Sensing the Inherent Value of Natural Ecosystems

By Ted Mosquin

Reprinted with minor change from Borealis Vol. 2 (1), 1990

Since carrying out a study of biological diversity for the Canadian Museum of Nature last year, my opinion on the true value of natural ecosystems has gone up many fold. This is somewhat embarrassing because I have been in the business of studying and reporting on ecosystems and their species all my professional life. Of one thing I am convinced: people have only a vague idea of the terrible damage they are causing to humanity's future when they take natural ecosystems for granted, and destroy them just for the purpose of creating ever more wealth and power for themselves.

The most important of the inherent values of natural ecosystems is that they contain within themselves creative powers which, over large spans of time, have produced the stupendous array of biodiversity the world over. The presence of a species and the things that it can do have a powerful bearing on shaping the environment of all. Organisms help to make the world and then it makes them. Humans are among the most complex of the achievements of the natural forces found uniquely in these creative ecosystems.

Over long periods, the following processes have been learned or have come into being from these systems: food production through photosynthesis; the building of soils; the creation of food chains; water cycles; nitrogen fixation; massive precipitation of oceanic carbon dioxide into limestone; complex food chains; the evolution of thousands of herbivores and carnivores; the recycling of dead organisms; the conversion of toxic chemicals into harmless substances; the creation of thousands of kinds of co-operative, symbiotic and harmonious relationships among species; wondrous bird, insect and animal calls and songs; the stupendous beauty and grace in animal and plant form; insect and bird flight, to mention a few. And through these creative processes of the ecosphere, inconceivable ecosystems (forests, wetlands, coral reefs) have emerged and have persisted and become ever more stable over billions of years. All the above are just part of the Earth's Garden of Eden--a mysterious and miraculous living sphere created through the operation of natural laws.

To most people, the notion that national parks. native woodlots, patches of native prairie, wetlands or wilderness areas possess inherent values that are vitally important to themselves and their children may be difficult to accept. Centuries of culture and learning have taught us that "only people are important." But what alternative is there to setting in motion a series of actions by governments (since they make policy and are in charge of humanity's affairs) at all levels in a major effort to reverse present trends and secure the survival of the natural processes that are found in wild Nature? What alternatives are there to restoring the Earth?

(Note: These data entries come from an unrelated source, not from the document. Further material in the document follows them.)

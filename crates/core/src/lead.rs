//! Lead model and partial-update patch.

use serde::{Deserialize, Serialize};
use serde_json::{Map, Value};

use crate::types::{DbId, IsoTimestamp};

/// A prospective customer tracked through the sales pipeline.
///
/// Optional text is normalized to `""` and list/map fields to empty
/// collections so UI form bindings never see a null. `created_at` /
/// `updated_at` are server-authoritative ISO strings.
#[derive(Debug, Clone, Default, PartialEq, Serialize, Deserialize)]
pub struct Lead {
    pub id: DbId,
    /// Whether the lead participates in the active pipeline view.
    pub in_pipeline: bool,
    pub name: String,
    pub phone: String,
    pub alt_phone: String,
    pub address: String,
    /// Free-text labels; order is not meaningful.
    pub labels: Vec<String>,
    /// Always a member of [`crate::options::STAGES`] after transformation.
    pub stage: String,
    /// Always a member of [`crate::options::PRIORITIES`] after transformation.
    pub priority: String,
    pub requirement: String,
    pub budget: f64,
    pub about: String,
    pub list_name: String,
    /// Always a member of [`crate::options::SOURCES`] after transformation.
    pub source: String,
    /// Open-ended custom fields; empty map when absent or unparsable.
    pub custom_fields: Map<String, Value>,
    pub property_type: String,
    pub assigned_to: String,
    pub admin_id: DbId,
    pub email: String,
    pub score: i64,
    pub last_note: String,
    pub created_at: IsoTimestamp,
    pub updated_at: IsoTimestamp,
}

/// Partial set of lead fields for create and update operations.
///
/// `None` means "not supplied". Update operations transmit only the
/// fields that differ from the last known server copy -- see
/// [`LeadPatch::changes_against`].
#[derive(Debug, Clone, Default, PartialEq)]
pub struct LeadPatch {
    pub in_pipeline: Option<bool>,
    pub name: Option<String>,
    pub phone: Option<String>,
    pub alt_phone: Option<String>,
    pub address: Option<String>,
    pub labels: Option<Vec<String>>,
    pub stage: Option<String>,
    pub priority: Option<String>,
    pub requirement: Option<String>,
    pub budget: Option<f64>,
    pub about: Option<String>,
    pub list_name: Option<String>,
    pub source: Option<String>,
    pub custom_fields: Option<Map<String, Value>>,
    pub property_type: Option<String>,
    pub assigned_to: Option<String>,
    pub admin_id: Option<DbId>,
    pub email: Option<String>,
    pub score: Option<i64>,
    pub last_note: Option<String>,
}

impl LeadPatch {
    /// Whether the patch supplies no fields at all.
    pub fn is_empty(&self) -> bool {
        *self == Self::default()
    }

    /// Retain only the fields that actually differ from `lead`.
    ///
    /// Scalars compare by equality; list and map fields by serialized
    /// equality, so element order still counts as a change.
    pub fn changes_against(&self, lead: &Lead) -> LeadPatch {
        LeadPatch {
            in_pipeline: diff(&self.in_pipeline, &lead.in_pipeline),
            name: diff(&self.name, &lead.name),
            phone: diff(&self.phone, &lead.phone),
            alt_phone: diff(&self.alt_phone, &lead.alt_phone),
            address: diff(&self.address, &lead.address),
            labels: diff_serialized(&self.labels, &lead.labels),
            stage: diff(&self.stage, &lead.stage),
            priority: diff(&self.priority, &lead.priority),
            requirement: diff(&self.requirement, &lead.requirement),
            budget: diff(&self.budget, &lead.budget),
            about: diff(&self.about, &lead.about),
            list_name: diff(&self.list_name, &lead.list_name),
            source: diff(&self.source, &lead.source),
            custom_fields: diff_serialized(&self.custom_fields, &lead.custom_fields),
            property_type: diff(&self.property_type, &lead.property_type),
            assigned_to: diff(&self.assigned_to, &lead.assigned_to),
            admin_id: diff(&self.admin_id, &lead.admin_id),
            email: diff(&self.email, &lead.email),
            score: diff(&self.score, &lead.score),
            last_note: diff(&self.last_note, &lead.last_note),
        }
    }

    /// Merge the supplied fields into `lead`, leaving absent ones alone.
    ///
    /// Timestamps are the caller's concern; this touches data fields only.
    pub fn apply_to(&self, lead: &mut Lead) {
        if let Some(v) = self.in_pipeline {
            lead.in_pipeline = v;
        }
        if let Some(v) = &self.name {
            lead.name = v.clone();
        }
        if let Some(v) = &self.phone {
            lead.phone = v.clone();
        }
        if let Some(v) = &self.alt_phone {
            lead.alt_phone = v.clone();
        }
        if let Some(v) = &self.address {
            lead.address = v.clone();
        }
        if let Some(v) = &self.labels {
            lead.labels = v.clone();
        }
        if let Some(v) = &self.stage {
            lead.stage = v.clone();
        }
        if let Some(v) = &self.priority {
            lead.priority = v.clone();
        }
        if let Some(v) = &self.requirement {
            lead.requirement = v.clone();
        }
        if let Some(v) = self.budget {
            lead.budget = v;
        }
        if let Some(v) = &self.about {
            lead.about = v.clone();
        }
        if let Some(v) = &self.list_name {
            lead.list_name = v.clone();
        }
        if let Some(v) = &self.source {
            lead.source = v.clone();
        }
        if let Some(v) = &self.custom_fields {
            lead.custom_fields = v.clone();
        }
        if let Some(v) = &self.property_type {
            lead.property_type = v.clone();
        }
        if let Some(v) = &self.assigned_to {
            lead.assigned_to = v.clone();
        }
        if let Some(v) = self.admin_id {
            lead.admin_id = v;
        }
        if let Some(v) = &self.email {
            lead.email = v.clone();
        }
        if let Some(v) = self.score {
            lead.score = v;
        }
        if let Some(v) = &self.last_note {
            lead.last_note = v.clone();
        }
    }
}

/// Supplied-and-different for scalar fields.
fn diff<T: PartialEq + Clone>(candidate: &Option<T>, current: &T) -> Option<T> {
    match candidate {
        Some(v) if v != current => Some(v.clone()),
        _ => None,
    }
}

/// Supplied-and-different for list/map fields, compared in serialized form.
fn diff_serialized<T: Serialize + Clone>(candidate: &Option<T>, current: &T) -> Option<T> {
    match candidate {
        Some(v) if to_json(v) != to_json(current) => Some(v.clone()),
        _ => None,
    }
}

fn to_json<T: Serialize>(value: &T) -> String {
    serde_json::to_string(value).unwrap_or_default()
}

// ---------------------------------------------------------------------------
// Tests
// ---------------------------------------------------------------------------

#[cfg(test)]
mod tests {
    use super::*;

    fn sample_lead() -> Lead {
        Lead {
            id: 7,
            name: "Asha Verma".to_string(),
            phone: "9999999999".to_string(),
            labels: vec!["vip".to_string(), "repeat".to_string()],
            stage: "Contacted".to_string(),
            priority: "Warm".to_string(),
            budget: 450_000.0,
            ..Default::default()
        }
    }

    #[test]
    fn empty_patch_is_empty() {
        assert!(LeadPatch::default().is_empty());
        let patch = LeadPatch {
            name: Some("x".to_string()),
            ..Default::default()
        };
        assert!(!patch.is_empty());
    }

    #[test]
    fn unchanged_fields_are_dropped() {
        let lead = sample_lead();
        let patch = LeadPatch {
            name: Some("Asha Verma".to_string()),
            phone: Some("9999999999".to_string()),
            labels: Some(vec!["vip".to_string(), "repeat".to_string()]),
            budget: Some(450_000.0),
            ..Default::default()
        };
        assert!(patch.changes_against(&lead).is_empty());
    }

    #[test]
    fn changed_fields_are_kept() {
        let lead = sample_lead();
        let patch = LeadPatch {
            name: Some("Asha Verma".to_string()),
            stage: Some("Negotiation".to_string()),
            budget: Some(500_000.0),
            ..Default::default()
        };
        let changes = patch.changes_against(&lead);
        assert_eq!(changes.name, None);
        assert_eq!(changes.stage.as_deref(), Some("Negotiation"));
        assert_eq!(changes.budget, Some(500_000.0));
    }

    #[test]
    fn reordered_labels_count_as_a_change() {
        let lead = sample_lead();
        let patch = LeadPatch {
            labels: Some(vec!["repeat".to_string(), "vip".to_string()]),
            ..Default::default()
        };
        assert!(!patch.changes_against(&lead).is_empty());
    }

    #[test]
    fn apply_merges_only_supplied_fields() {
        let mut lead = sample_lead();
        let patch = LeadPatch {
            stage: Some("Site Visit".to_string()),
            score: Some(80),
            ..Default::default()
        };
        patch.apply_to(&mut lead);
        assert_eq!(lead.stage, "Site Visit");
        assert_eq!(lead.score, 80);
        assert_eq!(lead.name, "Asha Verma");
        assert_eq!(lead.budget, 450_000.0);
    }
}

There have been far too many tragic and dangerous losses already--especially in settled regions. Preservation of remaining natural areas in all parts of the world where they still exist should be placed high on government priorities. Regretfully, the Convention on Biological Diversity (Rio Summit) promised a lot but has produced so little in this direction. Programs of reforestation, reprairification, restoration of marine ecosystems, and the like should be recognized for the importance they deserve and carried out on scales that would make a difference. And the government and corporate assaults on our planet such as huge Hydro and flood control dams, clearcutting, and the systematic burning and spraying of forested ecosystems, toxification of agricultural soils and foods should be recognized for the anti-ecological and anti-human acts that they are and stopped permanently. If the current onslaught against natural ecosystems cannot be arrested and reversed, I am convinced that a miserable future lies ahead for all but a few species of life on Earth. 

People should read up on ecology, find out more about how our Earth works, and why the preservation and restoration of the natural/normal ecology of our planet is the most important of all things you can do for your children, community, country and Earth.

The next time you walk in a natural forest, sit among grasses and wildflowers of the native prairie, or explore a still wild edge of the sea, try to you are part of the ecology of the place, try to take your mind back in time, think about and give thanks to the natural forces and species at work in these places. Think also of your personal obligation to saving the Earth and its creative systems.